Behler \(G^4\) at \(\eta = 0.01, \zeta = 4, \lambda = -1\).

A tetrahedron has six \(\binom{4}{2} = 6\) pairs of H–C–H angles, each equal to \(\theta_\mathrm{tet} = \arccos(-1/3) \approx 109.47^\circ\), \(\cos\theta = -1/3\). So \((1 + \lambda \cos\theta)^\zeta = (1 - (-1/3))^4 = (4/3)^4 = 256/81 \approx 3.16\). The radial exponential is \(\exp(-0.01 \times (1.09^2 + 1.09^2 + 1.78^2)) \approx \exp(-0.056) \approx 0.945\). Three cutoff factors at \(r = 1.09\) (\(f_\mathrm{c} \approx 0.815\)) and \(r = 1.78\) for the H–H distance (\(f_\mathrm{c} \approx 0.616\)) give \(0.815 \times 0.815 \times 0.616 \approx 0.409\).

Combining: \(G^4_C \approx 2^{1-4} \times 6 \times 2 \times 3.16 \times 0.945 \times 0.409 \approx 1.83\). (The factor of \(2\) is the double-counting in the unrestricted \(\sum_{j, k \neq i, j \neq k}\) sum of ordered pairs.)

SOAP power spectrum, \(n = n' = 0, \ell = 0\).

With \(\sigma_\mathrm{at} = 0.5\,\text{\AA}\) and \(g_0(r) = 1\) (a constant radial basis for illustration), and \(Y_0^0 = 1/\sqrt{4\pi}\),

\[ c^C_{000} = \sum_{j=1}^4 \int d^3 \mathbf{r}\; e^{-(\mathbf{r} - \mathbf{r}_{Cj})^2 / 2\sigma^2} \cdot 1 \cdot \frac{1}{\sqrt{4\pi}}\, f_\mathrm{c}(r_{Cj}). \]

The Gaussian integral \(\int d^3\mathbf{r}\, e^{-(\mathbf{r} - \mathbf{r}_0)^2/2\sigma^2} = (2\pi\sigma^2)^{3/2}\), so \(c^C_{000} = 4 \times (2\pi \times 0.25)^{3/2} / \sqrt{4\pi} \times 0.815 \approx 4 \times 1.97 \times 0.282 \times 0.815 \approx 1.81\). Then \(p^C_{000} = |c^C_{000}|^2 / \sqrt{1} \approx 3.28\).

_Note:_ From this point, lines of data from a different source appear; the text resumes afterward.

use clap::{Parser, Subcommand};
use log::info;
use std::path::{Path, PathBuf};
use std::sync::Arc;

use call_archive::config::ArchiveConfig;
use call_archive::query::parse_date_param;
use call_archive::serve::serve_archive;
use call_archive::services::ArchiveServices;

type DynError = Box<dyn std::error::Error + Send + Sync>;

#[derive(Parser, Debug)]
#[command(author, version, about = "Index, transcode and serve call recordings from object storage")]
struct Args {
    #[command(subcommand)]
    command: Command,
}

#[derive(Subcommand, Debug)]
enum Command {
    /// Serve the recordings API
    Serve {
        /// Path to config file (TOML format)
        #[arg(short, long)]
        config: PathBuf,

        /// Port to listen on (overrides config file)
        #[arg(short, long)]
        port: Option<u16>,
    },
    /// Sync the metadata index with the object store and exit
    Sync {
        /// Path to config file (TOML format)
        #[arg(short, long)]
        config: PathBuf,

        /// First day to sync (M_D_YYYY or YYYY-MM-DD)
        #[arg(long, requires = "end", conflicts_with = "all")]
        start: Option<String>,

        /// Last day to sync (M_D_YYYY or YYYY-MM-DD)
        #[arg(long, requires = "start", conflicts_with = "all")]
        end: Option<String>,

        /// Sync the entire recordings root instead of today
        #[arg(long)]
        all: bool,
    },
    /// Print index statistics
    Stats {
        /// Path to config file (TOML format)
        #[arg(short, long)]
        config: PathBuf,
    },
}

fn main() -> Result<(), DynError> {
    env_logger::Builder::from_env(env_logger::Env::default().default_filter_or("info")).init();
    let args = Args::parse();

    let rt = tokio::runtime::Runtime::new()?;
    rt.block_on(async {
        match args.command {
            Command::Serve { config, port } => serve(config, port).await,
            Command::Sync {
                config,
                start,
                end,
                all,
            } => sync(config, start, end, all).await,
            Command::Stats { config } => stats(config).await,
        }
    })
}

fn load_config(path: &Path) -> Result<ArchiveConfig, DynError> {
    let config = ArchiveConfig::load(path)?;
    info!("Loaded config from {}", path.display());
    Ok(config)
}

async fn serve(config_path: PathBuf, port: Option<u16>) -> Result<(), DynError> {
    let mut config = load_config(&config_path)?;
    if let Some(port) = port {
        config.api_port = port;
    }
    let services = Arc::new(ArchiveServices::open(&config).await?);
    serve_archive(&config, services).await
}

async fn sync(
    config_path: PathBuf,
    start: Option<String>,
    end: Option<String>,
    all: bool,
) -> Result<(), DynError> {
    let config = load_config(&config_path)?;
    let services = ArchiveServices::open(&config).await?;

    let result = match (start, end) {
        (Some(start), Some(end)) => {
            let start_date =
                parse_date_param(&start).ok_or_else(|| format!("Invalid start date: {}", start))?;
            let end_date = parse_date_param(&end).ok_or_else(|| format!("Invalid end date: {}", end))?;
            services.sync.sync_date_range(start_date, end_date).await
        }
        _ if all => services.sync.sync_all().await,
        _ => services.sync.sync_current_day().await,
    };
    services.close().await;

    let report = result?;
    println!(
        "Indexed {} files in {:.1}s",
        report.indexed_count, report.duration_seconds
    );
    if !report.failed_days.is_empty() {
        return Err(format!("Sync failed for: {}", report.failed_days.join(", ")).into());
    }
    Ok(())
}

async fn stats(config_path: PathBuf) -> Result<(), DynError> {
    let config = load_config(&config_path)?;
    let services = ArchiveServices::open(&config).await?;
    let stats = services.index.stats().await;
    services.close().await;

    let stats = stats?;
    println!("Database: {}", stats.database_path);
    println!("Total files: {}", stats.total_files);
    println!("Database size: {} bytes", stats.database_size);
    Ok(())
}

The Behler \(G^2\) and the SOAP \(p_{000}\) are both rough measures of "how many neighbours are within a Gaussian-broadened shell". They return numerically similar values (3.26 vs 3.28) because they are both, in essence, integrating the neighbour density against a smooth radial kernel. The Behler \(G^4\) captures the angular structure of the tetrahedron explicitly.

The whole point of these descriptor frameworks is that we never have to do this arithmetic by hand at scale — dscribe, librascal, mace-torch, and similar packages compute them vectorised over configurations on a GPU in milliseconds. But knowing what the numbers mean is what lets you diagnose problems when descriptor-level bugs arise.

9.3.6 Forward references

In §9.4 we will plug the Behler symmetry functions and SOAP descriptors into specific regressors:

  • Behler symmetry functions \(+\) small neural network = the original Behler–Parrinello architecture (§9.4.1).
  • SOAP power spectrum \(+\) Gaussian process = the GAP framework (§9.4.4).

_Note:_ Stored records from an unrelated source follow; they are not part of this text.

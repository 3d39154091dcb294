use log::info;
use std::sync::Arc;

use crate::config::ArchiveConfig;
use crate::error::Result;
use crate::index::MetadataIndex;
use crate::pipeline::AudioPipeline;
use crate::store::RecordingStore;
use crate::sync::SyncEngine;
use crate::transcode::{FfmpegTranscoder, Transcoder};

/// Process-wide services shared by the HTTP handlers and the sync timer
pub struct ArchiveServices {
    pub index: Arc<MetadataIndex>,
    pub store: Arc<RecordingStore>,
    pub pipeline: Arc<AudioPipeline>,
    pub sync: Arc<SyncEngine>,
}

impl ArchiveServices {
    /// Open the index and object store described by `config`
    pub async fn open(config: &ArchiveConfig) -> Result<Self> {
        let store = Arc::new(RecordingStore::from_config(config)?);
        let index = Arc::new(MetadataIndex::open(&config.database_path).await?);
        let transcoder: Arc<dyn Transcoder> = Arc::new(FfmpegTranscoder::from_config(&config.transcoder));
        info!(
            "Opened index at {} (transcoder: {}, {} Hz)",
            config.database_path.display(),
            config.transcoder.program,
            config.transcoder.sample_rate
        );
        Ok(Self::assemble(
            index,
            store,
            transcoder,
            config,
        ))
    }

    /// Wire services from already-built parts
    pub fn assemble(
        index: Arc<MetadataIndex>,
        store: Arc<RecordingStore>,
        transcoder: Arc<dyn Transcoder>,
        config: &ArchiveConfig,
    ) -> Self {
        let pipeline = Arc::new(AudioPipeline::new(
            store.clone(),
            transcoder,
            config.transcoder.temp_dir.clone(),
        ));
        let sync = Arc::new(SyncEngine::new(
            index.clone(),
            store.clone(),
            config.sync.clone(),
        ));
        Self {
            index,
            store,
            pipeline,
            sync,
        }
    }

    pub async fn close(&self) {
        self.index.close().await;
        info!("Closed metadata index");
    }
}
//! External transcoder invocation.
//!
//! The source object is streamed into the transcoder's stdin while the
//! process runs, so the original never has to be staged on local disk.

use async_trait::async_trait;
use futures::StreamExt;
use log::debug;
use std::io::ErrorKind;
use std::path::Path;
use std::process::Stdio;
use std::time::Duration;
use tokio::io::AsyncWriteExt;
use tokio::process::{ChildStdin, Command};

use crate::config::TranscoderConfig;
use crate::error::TranscodeError;
use crate::store::SourceStream;

/// Longest stderr tail kept in an error
const MAX_STDERR: usize = 2048;

#[async_trait]
pub trait Transcoder: Send + Sync {
    /// Convert the source into a mono 16-bit PCM WAV file at `output`
    async fn transcode_to_file(&self, input: SourceStream, output: &Path) -> Result<(), TranscodeError>;

    /// Decode the source into raw mono samples at [`Transcoder::sample_rate`]
    async fn decode_pcm(&self, input: SourceStream) -> Result<Vec<i16>, TranscodeError>;

    fn sample_rate(&self) -> u32;
}

/// Runs an ffmpeg-compatible binary per request
pub struct FfmpegTranscoder {
    program: String,
    sample_rate: u32,
    timeout: Duration,
}

impl FfmpegTranscoder {
    pub fn new(program: impl Into<String>, sample_rate: u32, timeout: Duration) -> Self {
        Self {
            program: program.into(),
            sample_rate,
            timeout,
        }
    }

    pub fn from_config(config: &TranscoderConfig) -> Self {
        Self::new(config.program.clone(), config.sample_rate, config.timeout())
    }

    fn base_args(&self) -> Vec<String> {
        [
            "-hide_banner",
            "-loglevel",
            "error",
            "-i",
            "pipe:0",
            "-vn",
            "-ac",
            "1",
            "-ar",
        ]
        .iter()
        .map(|s| s.to_string())
        .chain(std::iter::once(self.sample_rate.to_string()))
        .collect()
    }

    /// Spawn the transcoder, feed `input` to stdin and collect stdout
    async fn run(&self, args: Vec<String>, input: SourceStream) -> Result<Vec<u8>, TranscodeError> {
        debug!("Running {} {}", self.program, args.join(" "));

        let mut child = Command::new(&self.program)
            .args(&args)
            .stdin(Stdio::piped())
            .stdout(Stdio::piped())
            .stderr(Stdio::piped())
            .kill_on_drop(true)
            .spawn()
            .map_err(|source| TranscodeError::Spawn {
                program: self.program.clone(),
                source,
            })?;

        let stdin = child
            .stdin
            .take()
            .ok_or_else(|| TranscodeError::Io(std::io::Error::other("transcoder stdin not captured")))?;

        // Dropping the child on timeout kills the process
        let (fed, output) = tokio::time::timeout(self.timeout, async {
            tokio::join!(feed_stdin(stdin, input), child.wait_with_output())
        })
        .await
        .map_err(|_| TranscodeError::TimedOut(self.timeout))?;

        let output = output?;
        let fed = match fed {
            Err(TranscodeError::Input(msg)) => return Err(TranscodeError::Input(msg)),
            other => other,
        };
        if !output.status.success() {
            return Err(TranscodeError::Exit {
                code: output.status.code(),
                stderr: stderr_tail(&output.stderr),
            });
        }
        fed?;

        Ok(output.stdout)
    }
}

#[async_trait]
impl Transcoder for FfmpegTranscoder {
    async fn transcode_to_file(&self, input: SourceStream, output: &Path) -> Result<(), TranscodeError> {
        let mut args = self.base_args();
        args.extend(
            ["-acodec", "pcm_s16le", "-f", "wav", "-y"]
                .iter()
                .map(|s| s.to_string()),
        );
        args.push(output.to_string_lossy().into_owned());

        self.run(args, input).await?;
        Ok(())
    }

    async fn decode_pcm(&self, input: SourceStream) -> Result<Vec<i16>, TranscodeError> {
        let mut args = self.base_args();
        args.extend(
            ["-acodec", "pcm_s16le", "-f", "s16le", "pipe:1"]
                .iter()
                .map(|s| s.to_string()),
        );

        let raw = self.run(args, input).await?;
        Ok(raw
            .chunks_exact(2)
            .map(|b| i16::from_le_bytes([b[0], b[1]]))
            .collect())
    }

    fn sample_rate(&self) -> u32 {
        self.sample_rate
    }
}

/// Copy the source stream into the transcoder's stdin, closing it at the end.
/// A transcoder that stops reading early is not an input failure.
async fn feed_stdin(mut stdin: ChildStdin, mut input: SourceStream) -> Result<(), TranscodeError> {
    while let Some(chunk) = input.next().await {
        let chunk = chunk.map_err(|e| TranscodeError::Input(e.to_string()))?;
        match stdin.write_all(&chunk).await {
            Ok(()) => {}
            Err(e) if e.kind() == ErrorKind::BrokenPipe => return Ok(()),
            Err(e) => return Err(TranscodeError::Io(e)),
        }
    }
    match stdin.shutdown().await {
        Err(e) if e.kind() != ErrorKind::BrokenPipe => Err(TranscodeError::Io(e)),
        _ => Ok(()),
    }
}

fn stderr_tail(stderr: &[u8]) -> String {
    let text = String::from_utf8_lossy(stderr);
    let text = text.trim();
    if text.len() <= MAX_STDERR {
        return text.to_string();
    }
    let mut start = text.len() - MAX_STDERR;
    while !text.is_char_boundary(start) {
        start += 1;
    }
    text[start..].to_string()
}
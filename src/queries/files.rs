use sea_query::{
    Expr, Func, LikeExpr, OnConflict, Order, Query, SelectStatement, SimpleExpr, SqliteQueryBuilder,
};

use crate::index::FileRecord;
use crate::query::{DurationMode, FileQuery, SortColumn, SortDirection, MAX_OFFSET};
use crate::schema::Files;

const COLUMNS: [Files; 9] = [
    Files::FilePath,
    Files::Phone,
    Files::Email,
    Files::CallDate,
    Files::CallTime,
    Files::DurationMs,
    Files::FileSize,
    Files::CreatedAt,
    Files::UpdatedAt,
];

/// INSERT INTO files (...) VALUES (...)
/// ON CONFLICT (file_path) DO UPDATE SET phone, email, call_date, call_time,
/// duration_ms, file_size, updated_at = excluded.*
///
/// created_at keeps the value of the first insert.
pub fn upsert(record: &FileRecord) -> String {
    Query::insert()
        .into_table(Files::Table)
        .columns(COLUMNS)
        .values_panic([
            record.file_path.as_str().into(),
            record.phone.as_str().into(),
            record.email.as_str().into(),
            record.call_date.as_str().into(),
            record.call_time.as_str().into(),
            record.duration_ms.into(),
            record.file_size.into(),
            record.created_at.into(),
            record.updated_at.into(),
        ])
        .on_conflict(
            OnConflict::column(Files::FilePath)
                .update_columns([
                    Files::Phone,
                    Files::Email,
                    Files::CallDate,
                    Files::CallTime,
                    Files::DurationMs,
                    Files::FileSize,
                    Files::UpdatedAt,
                ])
                .to_owned(),
        )
        .to_string(SqliteQueryBuilder)
}

/// SELECT 1 FROM files WHERE file_path = ?
pub fn exists(file_path: &str) -> String {
    Query::select()
        .expr(Expr::val(1))
        .from(Files::Table)
        .and_where(Expr::col(Files::FilePath).eq(file_path))
        .to_string(SqliteQueryBuilder)
}

/// SELECT <all columns> FROM files WHERE file_path = ?
pub fn select_by_path(file_path: &str) -> String {
    Query::select()
        .columns(COLUMNS)
        .from(Files::Table)
        .and_where(Expr::col(Files::FilePath).eq(file_path))
        .to_string(SqliteQueryBuilder)
}

/// SELECT COUNT(file_path) FROM files
pub fn count_all() -> String {
    Query::select()
        .expr(Func::count(Expr::col(Files::FilePath)))
        .from(Files::Table)
        .to_string(SqliteQueryBuilder)
}

/// SELECT <all columns> FROM files WHERE <filters>
/// ORDER BY <sort column> <dir>, call_date DESC, call_time DESC, file_path ASC
/// LIMIT ? OFFSET ?
pub fn select_page(query: &FileQuery) -> String {
    let mut stmt = Query::select();
    stmt.columns(COLUMNS).from(Files::Table);
    apply_filters(&mut stmt, query);

    let order = match query.sort_direction {
        SortDirection::Asc => Order::Asc,
        SortDirection::Desc => Order::Desc,
    };
    stmt.order_by(sort_column(query.sort_column), order)
        .order_by(Files::CallDate, Order::Desc)
        .order_by(Files::CallTime, Order::Desc)
        .order_by(Files::FilePath, Order::Asc);

    let offset = query.offset.min(MAX_OFFSET);
    match query.limit {
        Some(limit) => {
            stmt.limit(limit.min(MAX_OFFSET));
        }
        // SQLite only accepts OFFSET after a LIMIT
        None if offset > 0 => {
            stmt.limit(MAX_OFFSET);
        }
        None => {}
    }
    if offset > 0 {
        stmt.offset(offset);
    }

    stmt.to_string(SqliteQueryBuilder)
}

/// SELECT COUNT(file_path) FROM files WHERE <filters>
///
/// Shares its predicate with [`select_page`].
pub fn count_filtered(query: &FileQuery) -> String {
    let mut stmt = Query::select();
    stmt.expr(Func::count(Expr::col(Files::FilePath)))
        .from(Files::Table);
    apply_filters(&mut stmt, query);
    stmt.to_string(SqliteQueryBuilder)
}

fn apply_filters(stmt: &mut SelectStatement, query: &FileQuery) {
    for expr in filter_exprs(query) {
        stmt.and_where(expr);
    }
}

/// Conjunctive predicate for a query, one expression per active filter
fn filter_exprs(query: &FileQuery) -> Vec<SimpleExpr> {
    let mut exprs = Vec::new();

    if let Some(start) = query.date_start {
        exprs.push(Expr::col(Files::CallDate).gte(start.format("%Y-%m-%d").to_string()));
    }
    if let Some(end) = query.date_end {
        exprs.push(Expr::col(Files::CallDate).lte(end.format("%Y-%m-%d").to_string()));
    }
    if let Some(phone) = &query.phone {
        exprs.push(Expr::col(Files::Phone).like(contains(phone)));
    }
    if let Some(email) = &query.email {
        exprs.push(Expr::expr(Func::lower(Expr::col(Files::Email))).like(contains(&email.to_lowercase())));
    }
    if let Some(duration) = &query.duration {
        let threshold = duration.threshold_ms();
        exprs.push(match duration.mode {
            DurationMode::Min => Expr::col(Files::DurationMs).gte(threshold),
            DurationMode::Max => Expr::col(Files::DurationMs).lte(threshold),
        });
    }
    if let Some(time) = &query.time {
        let (lower, upper) = time.bounds();
        exprs.push(Expr::col(Files::CallTime).ne(""));
        if let Some(lower) = lower {
            exprs.push(Expr::col(Files::CallTime).gte(lower));
        }
        if let Some(upper) = upper {
            exprs.push(Expr::col(Files::CallTime).lte(upper));
        }
    }

    exprs
}

fn sort_column(column: SortColumn) -> Files {
    match column {
        SortColumn::Date => Files::CallDate,
        SortColumn::Time => Files::CallTime,
        SortColumn::Phone => Files::Phone,
        SortColumn::Email => Files::Email,
        SortColumn::Duration => Files::DurationMs,
    }
}

/// `%needle%` with LIKE wildcards in the needle escaped
fn contains(needle: &str) -> LikeExpr {
    let mut escaped = String::with_capacity(needle.len() + 2);
    escaped.push('%');
    for c in needle.chars() {
        if matches!(c, '%' | '_' | '!') {
            escaped.push('!');
        }
        escaped.push(c);
    }
    escaped.push('%');
    LikeExpr::new(escaped).escape('!')
}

In §9.5 we will revisit the ACE formalism in its full glory: the single-particle basis \(A^i_v\) becomes the message-passing "two-body message" of a NequIP/MACE layer, the symmetric tensor product replaces the explicit products of \(A\)'s, and the entire construction becomes end-to-end trainable. The conceptual continuity from Behler to MACE — increasingly powerful invariants, increasingly deep regressors — should be evident by the time we reach §9.5.4.

A final point on terminology that has confused many readers. In the SOAP literature, "power spectrum" often refers to the full \(p_{nn'\ell}\) tensor (a vector of \(\sim 250\) scalars), and sometimes just to its dimension-summed scalar projections. In the ACE literature, \(B^i_\mathbf{v}\) are called "basis functions" and the specific contraction conventions matter. When reading papers, always check the dimensionality of the descriptors quoted, not just the name.